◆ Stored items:
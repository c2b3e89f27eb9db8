//! Blog posts.

use super::coerce::{lenient_parsed, optional_datetime, string_list, string_or_null};
use super::{Attachment, StoredRecord};
use crate::error::{CoreError, Result};
use crate::id::RecordId;
use crate::slug::slugify;
use chrono::{DateTime, Utc};
use serde::{Deserialize, Serialize};

string_enum! {
    /// Topic a blog post is filed under.
    BlogCategory ("blog category") {
        /// Tech
        Tech => "Tech",
        /// Business
        Business => "Business",
        /// Lifestyle
        Lifestyle => "Lifestyle",
        /// Education
        Education => "Education",
        /// Entertainment
        Entertainment => "Entertainment",
        /// Health
        Health => "Health",
        /// Travel
        Travel => "Travel",
        /// Food
        Food => "Food",
        /// Sports
        Sports => "Sports",
        /// Other
        Other => "Other",
    }
}

string_enum! {
    /// Publication state of a post.
    BlogStatus ("blog status") {
        /// Work in progress, hidden.
        Draft => "draft",
        /// Publicly readable.
        Published => "published",
        /// Withdrawn, hidden.
        Archived => "archived",
    }
}

impl Default for BlogStatus {
    fn default() -> Self {
        Self::Draft
    }
}

/// A published or draft article.
#[derive(Debug, Clone, PartialEq, Serialize, Deserialize)]
pub struct BlogPost {
    /// Backend id.
    pub id: RecordId,

    /// Title.
    #[serde(default, deserialize_with = "string_or_null")]
    pub title: String,

    /// Stored slug, if the editor saved one.
    #[serde(default, deserialize_with = "string_or_null")]
    pub slug: String,

    /// HTML body.
    #[serde(default, deserialize_with = "string_or_null")]
    pub content: String,

    /// Topic.
    #[serde(default, deserialize_with = "lenient_parsed")]
    pub category: Option<BlogCategory>,

    /// Tags.
    #[serde(default, deserialize_with = "string_list")]
    pub tags: Vec<String>,

    /// Author display name.
    #[serde(default, deserialize_with = "string_or_null")]
    pub author: String,

    /// Stored featured image filename, empty when none.
    #[serde(default, deserialize_with = "string_or_null")]
    pub featured_image: String,

    /// Publication state.
    pub status: BlogStatus,

    /// Creation timestamp, backend managed.
    #[serde(default, deserialize_with = "optional_datetime")]
    pub created: Option<DateTime<Utc>>,

    /// Last update timestamp, backend managed.
    #[serde(default, deserialize_with = "optional_datetime")]
    pub updated: Option<DateTime<Utc>>,
}

impl BlogPost {
    /// Featured image file field name.
    pub const IMAGE_FIELD: &'static str = "featured_image";

    /// Returns `true` if the post appears in public listings.
    #[must_use]
    pub fn is_published(&self) -> bool {
        self.status == BlogStatus::Published
    }

    /// Plain-text excerpt of the body, at most `max_chars` characters
    /// followed by `...` when truncated.
    #[must_use]
    pub fn excerpt(&self, max_chars: usize) -> String {
        let text = strip_tags(&self.content);
        if text.chars().count() > max_chars {
            let mut cut: String = text.chars().take(max_chars).collect();
            cut.push_str("...");
            cut
        } else {
            text
        }
    }
}

impl StoredRecord for BlogPost {
    const COLLECTION: &'static str = "blogs";

    fn record_id(&self) -> &RecordId {
        &self.id
    }

    fn file_name(&self, field: &str) -> Option<&str> {
        match field {
            Self::IMAGE_FIELD if !self.featured_image.is_empty() => Some(&self.featured_image),
            _ => None,
        }
    }
}

fn strip_tags(html: &str) -> String {
    let mut text = String::with_capacity(html.len());
    let mut in_tag = false;
    for c in html.chars() {
        match c {
            '<' => in_tag = true,
            '>' if in_tag => in_tag = false,
            _ if !in_tag => text.push(c),
            _ => {}
        }
    }
    text
}

/// Editor form for a new post.
#[derive(Debug, Clone, Default, PartialEq)]
pub struct NewBlogPost {
    /// Title (required).
    pub title: String,
    /// Slug; derived from the title when left empty.
    pub slug: String,
    /// HTML body (required).
    pub content: String,
    /// Topic (required).
    pub category: Option<BlogCategory>,
    /// Tags.
    pub tags: Vec<String>,
    /// Author display name.
    pub author: String,
    /// Initial publication state.
    pub status: BlogStatus,
    /// Optional featured image upload.
    pub featured_image: Option<Attachment>,
}

impl NewBlogPost {
    /// Start a draft with the required fields.
    #[must_use]
    pub fn new(title: impl Into<String>, content: impl Into<String>, category: BlogCategory) -> Self {
        Self {
            title: title.into(),
            content: content.into(),
            category: Some(category),
            ..Self::default()
        }
    }

    /// Check required fields.
    ///
    /// # Errors
    ///
    /// Returns [`CoreError::Validation`] naming the first missing field.
    pub fn validate(&self) -> Result<()> {
        if self.title.trim().is_empty() {
            return Err(CoreError::validation("title", "Title is required"));
        }
        if self.content.trim().is_empty() {
            return Err(CoreError::validation("content", "Content is required"));
        }
        if self.category.is_none() {
            return Err(CoreError::validation("category", "Category is required"));
        }
        Ok(())
    }

    /// Non-empty text fields in backend naming. The image is not included.
    #[must_use]
    pub fn form_fields(&self) -> Vec<(&'static str, String)> {
        let slug = if self.slug.trim().is_empty() {
            slugify(&self.title)
        } else {
            slugify(&self.slug)
        };

        let mut fields = vec![
            ("title", self.title.clone()),
            ("slug", slug),
            ("content", self.content.clone()),
            ("status", self.status.as_str().to_string()),
        ];
        if let Some(category) = self.category {
            fields.push(("category", category.as_str().to_string()));
        }
        if !self.tags.is_empty() {
            fields.push(("tags", self.tags.join(", ")));
        }
        if !self.author.trim().is_empty() {
            fields.push(("author", self.author.clone()));
        }

        fields.retain(|(_, value)| !value.trim().is_empty());
        fields
    }
}

/// Partial edit of an existing post. Unset fields are left untouched.
#[derive(Debug, Clone, Default, PartialEq)]
pub struct BlogPostUpdate {
    /// New title.
    pub title: Option<String>,
    /// New HTML body.
    pub content: Option<String>,
    /// New topic.
    pub category: Option<BlogCategory>,
    /// Replacement tag list.
    pub tags: Option<Vec<String>>,
    /// New author.
    pub author: Option<String>,
    /// New publication state.
    pub status: Option<BlogStatus>,
    /// Replacement featured image.
    pub featured_image: Option<Attachment>,
}

impl BlogPostUpdate {
    /// Check that no field is being blanked out.
    ///
    /// # Errors
    ///
    /// Returns [`CoreError::Validation`] if `title` or `content` is set to blank.
    pub fn validate(&self) -> Result<()> {
        if self.title.as_deref().is_some_and(|title| title.trim().is_empty()) {
            return Err(CoreError::validation("title", "Title cannot be blank"));
        }
        if self.content.as_deref().is_some_and(|content| content.trim().is_empty()) {
            return Err(CoreError::validation("content", "Content cannot be blank"));
        }
        Ok(())
    }

    /// Text fields that are set, in backend naming.
    #[must_use]
    pub fn form_fields(&self) -> Vec<(&'static str, String)> {
        let mut fields = Vec::new();
        if let Some(title) = &self.title {
            fields.push(("title", title.clone()));
        }
        if let Some(content) = &self.content {
            fields.push(("content", content.clone()));
        }
        if let Some(category) = self.category {
            fields.push(("category", category.as_str().to_string()));
        }
        if let Some(tags) = &self.tags {
            fields.push(("tags", tags.join(", ")));
        }
        if let Some(author) = &self.author {
            fields.push(("author", author.clone()));
        }
        if let Some(status) = self.status {
            fields.push(("status", status.as_str().to_string()));
        }
        fields
    }
}

#[cfg(test)]
#[allow(clippy::unwrap_used)]
mod tests {
    use super::*;
    use serde_json::json;

    fn post() -> BlogPost {
        serde_json::from_value(json!({
            "id": "blog42",
            "title": "Planning Your First Conference Talk",
            "content": "<h2>Start early</h2><p>Pick a topic you love.</p>",
            "category": "Education",
            "tags": "speaking, tips",
            "author": "Editorial Team",
            "featured_image": "talk_x1y2.png",
            "status": "published",
            "created": "2025-02-01 10:00:00.000Z",
            "updated": "2025-02-02 10:00:00.000Z"
        }))
        .unwrap()
    }

    #[test]
    fn test_deserialize_backend_record() {
        let post = post();
        assert_eq!(post.category, Some(BlogCategory::Education));
        assert_eq!(post.tags, vec!["speaking", "tips"]);
        assert!(post.is_published());
        assert_eq!(post.file_name(BlogPost::IMAGE_FIELD), Some("talk_x1y2.png"));
        assert_eq!(post.file_name("thumbnail"), None);
    }

    #[test]
    fn test_excerpt_strips_markup() {
        let post = post();
        assert_eq!(post.excerpt(200), "Start earlyPick a topic you love.");
        assert_eq!(post.excerpt(5), "Start...");
    }

    #[test]
    fn test_new_post_defaults_to_draft_with_derived_slug() {
        let form = NewBlogPost::new("Hello, World!", "<p>hi</p>", BlogCategory::Tech);
        assert!(form.validate().is_ok());

        let fields = form.form_fields();
        assert!(fields.contains(&("slug", "hello-world".to_string())));
        assert!(fields.contains(&("status", "draft".to_string())));
        assert!(fields.contains(&("category", "Tech".to_string())));
        assert!(!fields.iter().any(|(key, _)| *key == "author"));
    }

    #[test]
    fn test_new_post_validation() {
        let mut form = NewBlogPost::new("Title", "", BlogCategory::Food);
        assert!(matches!(
            form.validate(),
            Err(CoreError::Validation { field: "content", .. })
        ));
        form.content = "<p>body</p>".to_string();
        form.category = None;
        assert!(matches!(
            form.validate(),
            Err(CoreError::Validation { field: "category", .. })
        ));
    }

    #[test]
    fn test_update_only_sends_set_fields() {
        let update = BlogPostUpdate {
            status: Some(BlogStatus::Archived),
            ..BlogPostUpdate::default()
        };
        assert_eq!(update.form_fields(), vec![("status", "archived".to_string())]);

        let blank = BlogPostUpdate {
            title: Some(" ".to_string()),
            ..BlogPostUpdate::default()
        };
        assert!(blank.validate().is_err());
    }
}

◆ Work to complete: Word for word, please print every line from the beginning of the records to the line bearing "use crate::slug::slugify;", counting both ends and stopping there.

◆ Answer to the problem:
repository c2b3e89f27eb9db8
//! Blog posts.

use super::coerce::{lenient_parsed, optional_datetime, string_list, string_or_null};
use super::{Attachment, StoredRecord};
use crate::error::{CoreError, Result};
use crate::id::RecordId;
use crate::slug::slugify;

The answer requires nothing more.